The brothers have accompanied their grandfather Dr. Sheik Chinna Moulana on several Audio- cassettes and CDs. They have also released their own duet audio Cassettes and CDs.

==Important concerts==
- South Zone Hook up Concert, National Programs and Akashvani Sangeet Sammelan concerts organized by All India Radio.
- Sangeethostav at Bhopal organized jointly by central Sangeet Natak academy, New Delhi and Ustad Allauddin Khan Sangeet Akademy, Bhopal.
- Kasim-Babu have participated in the "All India Musical Conference on Wind Instruments in Carnatic Music" held at Chembur Fine Arts Society, Mumbai, and presented a Lecture-Demonstration titled "Presentation of Different Technique in Nadhaswaram Playing".
- Participated in the Festival of India in Hong Kong, the Festival of India in Russia and the Festival of India in Germany along with their guru Dr.Sheik Chinna Moulana, organized by the Government of India.
- Participated in the Festival of world music in Finland along with Dr.Sheik Chinna Moulana.
- Participated in many concerts organized by Spic Macay.
- They performed the inaugural concert of the Thyagaraja Aradhana Festival at Cleveland in 2006 and 2011.
- They presented Lecture-Demonstrations at the Department of Music, at Jackson State University in Jackson, Mississippi United States and elsewhere.
- The Brothers have been regular performers in the Thyagaraja Festival in Chicago, organized by Chicago Thyagaraja Utsavam (CTU) since 2006.

==Honors received by the Brothers==
- The brothers are presently Special Nadhaswaram Artistes of Tirumala Tirupati Devasthanams.
- Kasim-Babu have also been honored and appointed as the "Asthana Vidhwans" of Sri Sharada Peetham of Sringeri Math by Sri Sri Bharati Teertha Mahaswamiji at Sringeri.
- The brothers were conferred with the title of "Nadhaswara Nadhamani" and appointed as the "Asthana Vidhwan" of Kanchi Kamakoti Mutt by Sri Jayendra Saraswathy Swamy.

==Honors received by Kasim==
- Kasim won the music scholarship awarded by the Government of India in 1984.
- "Kala Saraswathy" Award has been conferred on him by Mother Teresa at Hyderabad in 1987.
- Pongu Tamil Development Trust at Chennai honored Kasim with a gold medal and citation in 2002.
- The much-coveted "Kalaimamani" Award was conferred on him by the Government of Tamil Nadu in November 2003 in a function held at Chennai by the Chief Minister of Tamil Nadu Selvi.
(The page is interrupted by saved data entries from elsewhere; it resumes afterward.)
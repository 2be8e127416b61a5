//! Boolean naming checker
//!
//! `active: Boolean` reads better than `isActive: Boolean` in a query.

use super::base::{field_location, summary_message, Rule};
use crate::models::{ValidationResult, Violation};
use crate::parsers::SchemaDocument;
use anyhow::Result;

#[derive(Debug, Clone, Copy, Default)]
pub struct BooleanPrefixRule;

impl Rule for BooleanPrefixRule {
    fn name(&self) -> &'static str {
        "Boolean Prefix"
    }

    fn description(&self) -> &'static str {
        "Detects Boolean fields prefixed with 'is'"
    }

    fn weight(&self) -> f64 {
        5.0
    }

    fn validate(&self, document: &SchemaDocument) -> Result<ValidationResult> {
        let violations: Vec<Violation> = document
            .field_definitions()
            .filter(|(_, field)| {
                field.ty.as_bare_named() == Some("Boolean") && field.name.starts_with("is")
            })
            .map(|(owner, field)| {
                Violation::new(
                    format!(
                        "Field \"{}\" is a boolean and should not be prefixed with 'is'",
                        field.name
                    ),
                    field_location(owner, field),
                )
            })
            .collect();

        let message = summary_message(
            violations.len(),
            "boolean fields incorrectly prefixed with 'is'",
            "All boolean fields are correctly named.",
        );
        Ok(ValidationResult::new(self.name(), violations, message))
    }
}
J.Jayalaitha.
- Kasim has been appointed as the member of the executive board and Governing body member of South Zone Cultural Center in Thanjavur by the Government of Tamil Nadu.

==Contribution==
The brothers are running the School "Saradha Nadhaswara Sangeetha Ashram" founded by Dr. Sheik Chinna Moulana, with the main objective of imparting Nadhaswaram training to younger generation. Kasim-Babu have established a trust in memory of their Guru and grandfather Dr. Sheik Chinna Moulana, the "Dr. Chinna Moulana Memorial Trust". The prime objective of the trust is to "globalize the importance of Nadhaswaram Music". The Trust is rendering a noble service by presenting Nadhaswaram instruments to deserving students and also purses to senior indigent artists of the Nadhaswaram fraternity.